この時の車掌から聞いた話では、1人の客がドアから離れず付いて歩いているので、とりあえずドアを開けたと……。

 

今回のJR西日本での事案の説明、「それ本当のことを言ってるの?」とつい疑いの目を向けてしまいますが……。

出発直後に「正しい取り扱いにより閉扉しているかについて確認」をする必要があるほど、疑問と言うか自身の取扱いについて自信がなければ、運転士へブザーによる出発合図を送るな!

出発合図を送っていなければ電車は止まった状態でドアが開いただけで済んでおり、何事もなかったわけです。

車掌は学科教習と実技教習を合せても2カ月程度の見習期間しかありません。

でもつい先日見習が終わり一人で乗務を始めたばかりだから、なんて言い訳も通用するはずもない。
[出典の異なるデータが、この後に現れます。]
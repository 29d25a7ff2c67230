//! External tool detection.

use crate::{Error, Result};
use std::path::{Path, PathBuf};
use std::process::Command;

/// Name of the Matroska muxer binary used for both identification and remux.
pub const MKVMERGE: &str = "mkvmerge";

/// Information about an external tool.
#[derive(Debug, Clone)]
pub struct ToolInfo {
    /// Name of the tool.
    pub name: String,
    /// Whether the tool is available.
    pub available: bool,
    /// Version string if available.
    pub version: Option<String>,
    /// Path to the tool executable.
    pub path: Option<PathBuf>,
}

/// Check if a tool is available and get its information.
///
/// # Example
///
/// ```no_run
/// use mkvstrip_av::check_tool;
///
/// let info = check_tool("mkvmerge");
/// if info.available {
///     println!("mkvmerge version: {:?}", info.version);
/// }
/// ```
pub fn check_tool(program: impl AsRef<Path>) -> ToolInfo {
    let program = program.as_ref();
    let name = program
        .file_name()
        .map(|n| n.to_string_lossy().to_string())
        .unwrap_or_else(|| program.to_string_lossy().to_string());

    match Command::new(program).arg("--version").output() {
        Ok(output) if output.status.success() => {
            let version = String::from_utf8_lossy(&output.stdout)
                .lines()
                .next()
                .map(|s| s.to_string());

            ToolInfo {
                name,
                available: true,
                version,
                path: which::which(program).ok(),
            }
        }
        _ => ToolInfo {
            name,
            available: false,
            version: None,
            path: None,
        },
    }
}

/// Get the path to a tool, preferring a configured path over PATH lookup.
///
/// A configured path that does not exist is logged and ignored.
///
/// # Errors
///
/// Returns [`Error::ToolNotFound`] if neither the configured path nor `PATH`
/// yields the tool.
pub fn resolve_tool(name: &str, configured: Option<&Path>) -> Result<PathBuf> {
    if let Some(path) = configured {
        if path.exists() {
            return Ok(path.to_path_buf());
        }
        tracing::warn!(
            tool = name,
            path = %path.display(),
            "configured tool path does not exist, falling back to PATH"
        );
    }

    which::which(name).map_err(|_| Error::tool_not_found(name))
}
ベテランであろうが新人であろうが、同じ車掌として乗務し、責任の重さも同じようにかかってくるわけです。

そういった自覚が無さすぎるから、たった今操作した作業について疑念が生じ、側方監視(出発監視)もまともにせずに操作の復習をしたわけですね。

 

車掌の時に横で見ていた時には何も言いませんでしたが、

「こいつ、いずれ大きなミスをするかもしれない」

と心の中では思いました。

※この方、車掌時代には小さなミスか数あれど、大きなミスはありませんでしたが、運転士になってからそこそこ大きな事故をやらかし……。

 

運転士になってから起動直後にドアを開けられた時は、あまりにも腹が立ったし、下手して人が軌道内へ落下したらなんて考えて怖くなり、インターホンで車掌に怒鳴りまくり、終点に着いてからも直接怒鳴りましたよ。

 

まともに確認もせず惰性で出発合図を運転士に送るな。

電車が少しでも動いている時に異変を感じればそこは非常ブレーキの操作が第一。

そして必ず「車掌用後部限界位置」を超えていないかを確認し、できれば運転士へ一言連絡しろ。

 

車掌見習中にラッシュ時間帯になれば1000人くらいの人が乗車していて、お前の目の前の車掌スイッチをちょいと操作すると電車のドアがすべて開くんだぞ。

走行中には機械的にはドアは開かないことになっているが、ATSの故障などで解除状態になっていることもあるのだから、電車が少しでも動いている時には車掌スイッチには触れるな!

師匠だけではなく、助役にも何度もこんなことを言われたんだけどなあ。

それだけ私は信用されていなかったのかも……。